Três vertentes: Tripé da seguridade social
- Saúde (todos têm direito)
- Previdência Social (exige comprovação de contribuição)
- Assistência Social (ex.: Bolsa Família) — exige comprovação de requisitos
Seguridade Social: CONCEITO (art. 194 da CF). Estrutura normativa: Artigos 194 a 204, dispositivos constitucionais e leis infraconstitucionais citadas.
Princípios da Seguridade Social (Art. 194 CF)
- Universalidade de cobertura e de atendimento (I)
- Uniformidade e equivalência dos benefícios e serviços às populações urbana e rural (II)
- Seletividade e distributividade na prestação (III)
- Equidade — participação no custeio conforme capacidade econômica
- Diversidade da base de financiamento — responsabilidade de toda a comunidade (art. 195 CF)
Universalidade: Cobertura e Atendimento (02/08)
Cobertura → a seguridade social visa cobrir todos os riscos sociais/contingências, desde que sejam cumpridos os requisitos legais. (O estrangeiro também tem direito, conforme regras aplicáveis.)

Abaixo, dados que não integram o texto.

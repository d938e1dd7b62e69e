pub struct LureLandingPage {}

impl LureLandingPage {
    /// Served for every tracking-link visit, whether or not the id matched a
    /// delivery. Varying the page by lookup result would leak which ids
    /// exist.
    pub fn generate() -> &'static str {
        "<!DOCTYPE html>
         <html>
           <head>
             <title>Security Awareness Notice</title>
             <style>
               body {
                 font-family: 'Segoe UI', Tahoma, Geneva, Verdana, sans-serif;
                 background-color: #0a0b0d;
                 color: #ffffff;
                 display: flex;
                 align-items: center;
                 justify-content: center;
                 min-height: 100vh;
                 margin: 0;
               }
               .panel {
                 max-width: 560px;
                 background-color: #16181d;
                 border: 2px solid rgba(239, 68, 68, 0.3);
                 border-radius: 24px;
                 padding: 48px;
                 text-align: center;
               }
               .badge {
                 display: inline-block;
                 background-color: #ef4444;
                 color: #000000;
                 font-size: 11px;
                 font-weight: 900;
                 text-transform: uppercase;
                 letter-spacing: 0.3em;
                 padding: 8px 16px;
                 border-radius: 999px;
                 margin-bottom: 32px;
               }
               .hint {
                 background-color: rgba(255, 255, 255, 0.05);
                 border-radius: 16px;
                 padding: 16px;
                 margin-top: 16px;
                 font-size: 14px;
                 color: rgba(255, 255, 255, 0.7);
                 text-align: left;
               }
               .footer {
                 margin-top: 40px;
                 padding-top: 24px;
                 border-top: 1px solid rgba(255, 255, 255, 0.05);
                 font-size: 10px;
                 text-transform: uppercase;
                 letter-spacing: 0.2em;
                 color: rgba(255, 255, 255, 0.2);
               }
             </style>
           </head>
           <body>
             <div class=\"panel\">
               <h1>You took the bait!</h1>
               <div class=\"badge\">Simulated attack in progress</div>
               <div class=\"hint\">If this had been a real attack, your passwords and \
               banking details could have been compromised just now.</div>
               <div class=\"hint\">Never click links in emails that rush you or demand \
               urgent action without verifying the source.</div>
               <p class=\"footer\">Awareness campaign by Lurewatch Security</p>
             </div>
           </body>
         </html>"
    }
}

#[cfg(test)]
mod tests {
    use super::*;

    #[test]
    fn test_landing_page_is_static_html() {
        let page = LureLandingPage::generate();
        assert!(page.starts_with("<!DOCTYPE html>"));
        assert!(page.contains("Simulated attack"));
    }
}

Atendimento → todas as pessoas que vivem no território nacional têm direito subjetivo a alguma forma de proteção.
Uniformidade e equivalência (inciso II)
Igualdade de tratamento: a forma de cálculo do benefício deve ser a mesma; o valor do benefício, contudo, poderá ser distinto em razão de variáveis legais ou fáticas.

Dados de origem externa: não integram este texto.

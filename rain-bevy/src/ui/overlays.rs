//! Overlay windows: menu, save slots, log, help and the ending card.

use bevy_egui::egui;
use rain_core::state::{now_millis, Role};
use rain_core::EndingType;

use crate::state::{ActiveOverlay, AppState, GamePhase};

const ACCENT: egui::Color32 = egui::Color32::from_rgb(120, 255, 240);
const DIM: egui::Color32 = egui::Color32::from_rgb(140, 150, 165);

fn overlay_window(title: &str) -> egui::Window<'_> {
    egui::Window::new(title)
        .collapsible(false)
        .resizable(false)
        .anchor(egui::Align2::CENTER_CENTER, [0.0, 0.0])
}

/// Render the menu. Returns `true` when the story was reset and the title
/// screen should come back.
pub fn render_menu(ctx: &egui::Context, app_state: &mut AppState) -> bool {
    let mut back_to_title = false;

    overlay_window("Menu").min_width(320.0).show(ctx, |ui| {
        ui.heading("Endings");
        let ledger = app_state.graph.ledger();
        for ending in EndingType::NORMAL
            .into_iter()
            .chain([EndingType::Truth, EndingType::Reconciliation])
        {
            let found = ledger.contains(ending);
            let (mark, color) = if found { ("*", ACCENT) } else { ("-", DIM) };
            let name = if found || ending.is_normal() {
                ending.title()
            } else {
                "???"
            };
            ui.label(egui::RichText::new(format!("{mark} {name}")).color(color));
        }

        let progress = app_state.graph.progress();
        ui.add_space(6.0);
        ui.label(format!(
            "{}/{} endings found",
            progress.normal_unlocked, progress.normal_total
        ));

        ui.separator();

        if ui.button("Restart story").clicked() {
            app_state.restart();
            app_state.overlay = ActiveOverlay::None;
            back_to_title = true;
        }

        if ui
            .button("Unlock all endings")
            .on_hover_text("Debug: unlock every ending and break the story")
            .clicked()
        {
            app_state.debug_unlock();
        }

        ui.add_space(8.0);
        if ui.button("Close").clicked() {
            app_state.overlay = ActiveOverlay::None;
        }
    });

    back_to_title
}

/// Render the three save slots. Returns `true` when a slot was loaded.
pub fn render_slots(
    ctx: &egui::Context,
    app_state: &mut AppState,
    time: f64,
    allow_save: bool,
) -> bool {
    let mut loaded = false;
    let can_save =
        allow_save && app_state.graph.current_scene().is_some() && !app_state.graph.is_busy();
    let listings = app_state.slots.clone();

    overlay_window("Save / Load").min_width(380.0).show(ctx, |ui| {
        for listing in &listings {
            ui.group(|ui| {
                ui.horizontal(|ui| {
                    ui.label(egui::RichText::new(format!("Slot {}", listing.id.number())).strong());
                    match &listing.summary {
                        Some(summary) => {
                            ui.label(egui::RichText::new(format!("\"{}\"", summary.excerpt)).italics());
                            ui.label(egui::RichText::new(age(summary.timestamp)).color(DIM));
                        }
                        None => {
                            ui.label(egui::RichText::new("Empty").color(DIM));
                        }
                    }
                });
                ui.horizontal(|ui| {
                    if allow_save
                        && ui
                            .add_enabled(can_save, egui::Button::new("Save"))
                            .clicked()
                    {
                        app_state.save(listing.id, time);
                    }
                    if ui
                        .add_enabled(listing.summary.is_some(), egui::Button::new("Load"))
                        .clicked()
                        && app_state.load(listing.id, time)
                    {
                        loaded = true;
                    }
                });
            });
        }

        ui.add_space(8.0);
        if ui.button("Close").clicked() {
            app_state.overlay = ActiveOverlay::None;
        }
    });

    loaded
}

/// Human-readable age of a save.
fn age(timestamp: u64) -> String {
    let minutes = now_millis().saturating_sub(timestamp) / 60_000;
    match minutes {
        0 => "just now".to_string(),
        1..=59 => format!("{minutes} min ago"),
        60..=1439 => format!("{} h ago", minutes / 60),
        _ => format!("{} d ago", minutes / 1440),
    }
}

/// Render the story log.
pub fn render_log(ctx: &egui::Context, app_state: &mut AppState) {
    let screen = ctx.screen_rect();
    let height = (screen.height() * 0.7).clamp(300.0, 600.0);
    let mut close = false;

    egui::Window::new("Log")
        .collapsible(false)
        .resizable(true)
        .anchor(egui::Align2::CENTER_CENTER, [0.0, 0.0])
        .default_size([560.0, height])
        .show(ctx, |ui| {
            egui::ScrollArea::vertical()
                .max_height(height - 60.0)
                .stick_to_bottom(true)
                .show(ui, |ui| {
                    for entry in &app_state.graph.state().full_log {
                        match entry.role {
                            Role::User => {
                                ui.label(
                                    egui::RichText::new(format!("> {}", entry.text))
                                        .color(ACCENT)
                                        .strong(),
                                );
                            }
                            Role::Model => {
                                ui.label(&entry.text);
                            }
                        }
                        ui.add_space(6.0);
                    }
                });
            ui.separator();
            if ui.button("Close").clicked() {
                close = true;
            }
        });

    if close {
        app_state.overlay = ActiveOverlay::None;
    }
}

/// Render the help overlay.
pub fn render_help(ctx: &egui::Context) {
    overlay_window("Help").show(ctx, |ui| {
        ui.heading("Keys");
        egui::Grid::new("help_keys").num_columns(2).show(ui, |ui| {
            for (key, action) in [
                ("1-9", "Choose"),
                ("M", "Cycle music"),
                ("F1 or /", "This help"),
                ("Esc", "Close overlays"),
                ("Ctrl+Q", "Quit"),
            ] {
                ui.label(egui::RichText::new(key).monospace().color(ACCENT));
                ui.label(action);
                ui.end_row();
            }
        });
        ui.add_space(8.0);
        ui.label(
            egui::RichText::new("Every ending you find is remembered.")
                .italics()
                .color(DIM),
        );
    });
}

/// Render the ending card. Returns the phase to switch to, if any.
pub fn render_ending_card(
    ctx: &egui::Context,
    app_state: &mut AppState,
    time: f64,
) -> Option<GamePhase> {
    let ending = app_state.shown_ending?;
    let mut next = None;

    egui::CentralPanel::default()
        .frame(egui::Frame::none())
        .show(ctx, |ui| {
            ui.vertical_centered(|ui| {
                ui.add_space(ui.available_height() * 0.3);
                ui.label(egui::RichText::new("ENDING").size(18.0).color(DIM));
                ui.heading(egui::RichText::new(ending.title()).size(44.0).color(ACCENT));

                let progress = app_state.graph.progress();
                ui.add_space(12.0);
                ui.label(format!(
                    "{}/{} endings found",
                    progress.normal_unlocked, progress.normal_total
                ));
                ui.add_space(40.0);

                let button_size = egui::vec2(240.0, 40.0);
                if app_state.graph.can_break_cycle()
                    && ui
                        .add_sized(button_size, egui::Button::new("Break the cycle"))
                        .clicked()
                {
                    app_state.break_cycle();
                    next = Some(GamePhase::Playing);
                }

                if ending == EndingType::Reconciliation {
                    if ui
                        .add_sized(button_size, egui::Button::new("Erase everything"))
                        .on_hover_text("Forget every ending and every save")
                        .clicked()
                    {
                        app_state.hard_reset();
                        next = Some(GamePhase::Title);
                    }
                } else if ui
                    .add_sized(button_size, egui::Button::new("Begin again"))
                    .clicked()
                {
                    app_state.restart();
                    app_state.begin();
                    next = Some(GamePhase::Playing);
                }

                ui.add_space(10.0);
                if ui
                    .add_sized(button_size, egui::Button::new("Load a save"))
                    .clicked()
                {
                    app_state.toggle_overlay(ActiveOverlay::Slots);
                }
            });
        });

    if app_state.overlay == ActiveOverlay::Slots && render_slots(ctx, app_state, time, false) {
        next = Some(GamePhase::Playing);
    }

    next
}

Seletividade e distributividade (inciso III)
Aplicação do princípio no momento da elaboração da lei: selecionam-se as contingências que serão cobertas e define-se a distribuição da proteção social.
- Seletividade → atender os riscos sociais mais graves.
- Distributividade → priorizar os que mais necessitam.
Equidade e base de financiamento
Equidade → na forma de participação no custeio: quanto maior a capacidade econômica, maior a contribuição.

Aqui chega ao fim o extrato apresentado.